Instructions for the task ▸
Output each line of the data word for word, from the first through the line that holds "let (close_tx, close_rx)", and leave off whatever follows.

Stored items
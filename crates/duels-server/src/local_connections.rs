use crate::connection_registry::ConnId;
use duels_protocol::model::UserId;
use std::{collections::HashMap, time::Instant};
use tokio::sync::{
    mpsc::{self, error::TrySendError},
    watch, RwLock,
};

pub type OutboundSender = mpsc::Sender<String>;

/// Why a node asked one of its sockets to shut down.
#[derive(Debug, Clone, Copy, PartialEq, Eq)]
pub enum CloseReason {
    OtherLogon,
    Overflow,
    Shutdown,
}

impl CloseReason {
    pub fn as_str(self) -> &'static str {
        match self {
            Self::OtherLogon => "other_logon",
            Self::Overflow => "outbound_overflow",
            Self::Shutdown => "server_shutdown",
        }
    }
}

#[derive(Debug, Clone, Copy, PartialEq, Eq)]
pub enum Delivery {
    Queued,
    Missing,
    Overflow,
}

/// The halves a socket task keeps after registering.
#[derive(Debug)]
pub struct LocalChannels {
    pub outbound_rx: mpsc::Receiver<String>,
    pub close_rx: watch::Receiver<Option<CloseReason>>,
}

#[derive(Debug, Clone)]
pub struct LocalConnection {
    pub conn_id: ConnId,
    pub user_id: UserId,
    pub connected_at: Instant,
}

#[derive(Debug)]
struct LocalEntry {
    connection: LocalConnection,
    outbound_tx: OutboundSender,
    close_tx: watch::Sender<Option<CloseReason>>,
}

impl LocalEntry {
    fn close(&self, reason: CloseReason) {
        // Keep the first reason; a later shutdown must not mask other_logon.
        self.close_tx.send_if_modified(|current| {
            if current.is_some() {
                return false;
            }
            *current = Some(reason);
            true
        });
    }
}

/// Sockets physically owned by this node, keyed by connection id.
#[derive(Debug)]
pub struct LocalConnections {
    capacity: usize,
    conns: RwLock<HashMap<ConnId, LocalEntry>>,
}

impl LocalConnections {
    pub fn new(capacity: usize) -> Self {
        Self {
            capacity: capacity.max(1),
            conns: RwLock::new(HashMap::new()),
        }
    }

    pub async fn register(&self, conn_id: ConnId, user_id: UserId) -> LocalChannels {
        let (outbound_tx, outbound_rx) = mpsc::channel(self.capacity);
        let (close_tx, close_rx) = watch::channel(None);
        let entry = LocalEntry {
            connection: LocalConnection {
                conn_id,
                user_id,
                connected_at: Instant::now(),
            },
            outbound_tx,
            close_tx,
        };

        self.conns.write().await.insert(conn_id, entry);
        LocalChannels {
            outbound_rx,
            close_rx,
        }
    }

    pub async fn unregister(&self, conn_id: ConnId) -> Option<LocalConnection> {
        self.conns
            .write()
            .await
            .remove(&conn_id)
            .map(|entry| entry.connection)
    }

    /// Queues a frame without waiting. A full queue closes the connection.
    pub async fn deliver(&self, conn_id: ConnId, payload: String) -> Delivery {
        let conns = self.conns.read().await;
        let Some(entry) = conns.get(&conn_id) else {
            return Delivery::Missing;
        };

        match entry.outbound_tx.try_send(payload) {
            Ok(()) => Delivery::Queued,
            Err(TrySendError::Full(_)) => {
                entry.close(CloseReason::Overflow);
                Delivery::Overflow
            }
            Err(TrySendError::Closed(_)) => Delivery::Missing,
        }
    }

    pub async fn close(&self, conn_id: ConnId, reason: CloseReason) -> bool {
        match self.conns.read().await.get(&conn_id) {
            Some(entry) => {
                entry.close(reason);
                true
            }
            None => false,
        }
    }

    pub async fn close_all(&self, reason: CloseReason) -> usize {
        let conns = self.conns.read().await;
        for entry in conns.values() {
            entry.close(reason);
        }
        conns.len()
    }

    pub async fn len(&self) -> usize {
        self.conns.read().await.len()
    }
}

Response below ▸
filename crates/duels-server/src/local_connections.rs
use crate::connection_registry::ConnId;
use duels_protocol::model::UserId;
use std::{collections::HashMap, time::Instant};
use tokio::sync::{
    mpsc::{self, error::TrySendError},
    watch, RwLock,
};

pub type OutboundSender = mpsc::Sender<String>;

/// Why a node asked one of its sockets to shut down.
#[derive(Debug, Clone, Copy, PartialEq, Eq)]
pub enum CloseReason {
    OtherLogon,
    Overflow,
    Shutdown,
}

impl CloseReason {
    pub fn as_str(self) -> &'static str {
        match self {
            Self::OtherLogon => "other_logon",
            Self::Overflow => "outbound_overflow",
            Self::Shutdown => "server_shutdown",
        }
    }
}

#[derive(Debug, Clone, Copy, PartialEq, Eq)]
pub enum Delivery {
    Queued,
    Missing,
    Overflow,
}

/// The halves a socket task keeps after registering.
#[derive(Debug)]
pub struct LocalChannels {
    pub outbound_rx: mpsc::Receiver<String>,
    pub close_rx: watch::Receiver<Option<CloseReason>>,
}

#[derive(Debug, Clone)]
pub struct LocalConnection {
    pub conn_id: ConnId,
    pub user_id: UserId,
    pub connected_at: Instant,
}

#[derive(Debug)]
struct LocalEntry {
    connection: LocalConnection,
    outbound_tx: OutboundSender,
    close_tx: watch::Sender<Option<CloseReason>>,
}

impl LocalEntry {
    fn close(&self, reason: CloseReason) {
        // Keep the first reason; a later shutdown must not mask other_logon.
        self.close_tx.send_if_modified(|current| {
            if current.is_some() {
                return false;
            }
            *current = Some(reason);
            true
        });
    }
}

/// Sockets physically owned by this node, keyed by connection id.
#[derive(Debug)]
pub struct LocalConnections {
    capacity: usize,
    conns: RwLock<HashMap<ConnId, LocalEntry>>,
}

impl LocalConnections {
    pub fn new(capacity: usize) -> Self {
        Self {
            capacity: capacity.max(1),
            conns: RwLock::new(HashMap::new()),
        }
    }

    pub async fn register(&self, conn_id: ConnId, user_id: UserId) -> LocalChannels {
        let (outbound_tx, outbound_rx) = mpsc::channel(self.capacity);
        let (close_tx, close_rx) = watch::channel(None);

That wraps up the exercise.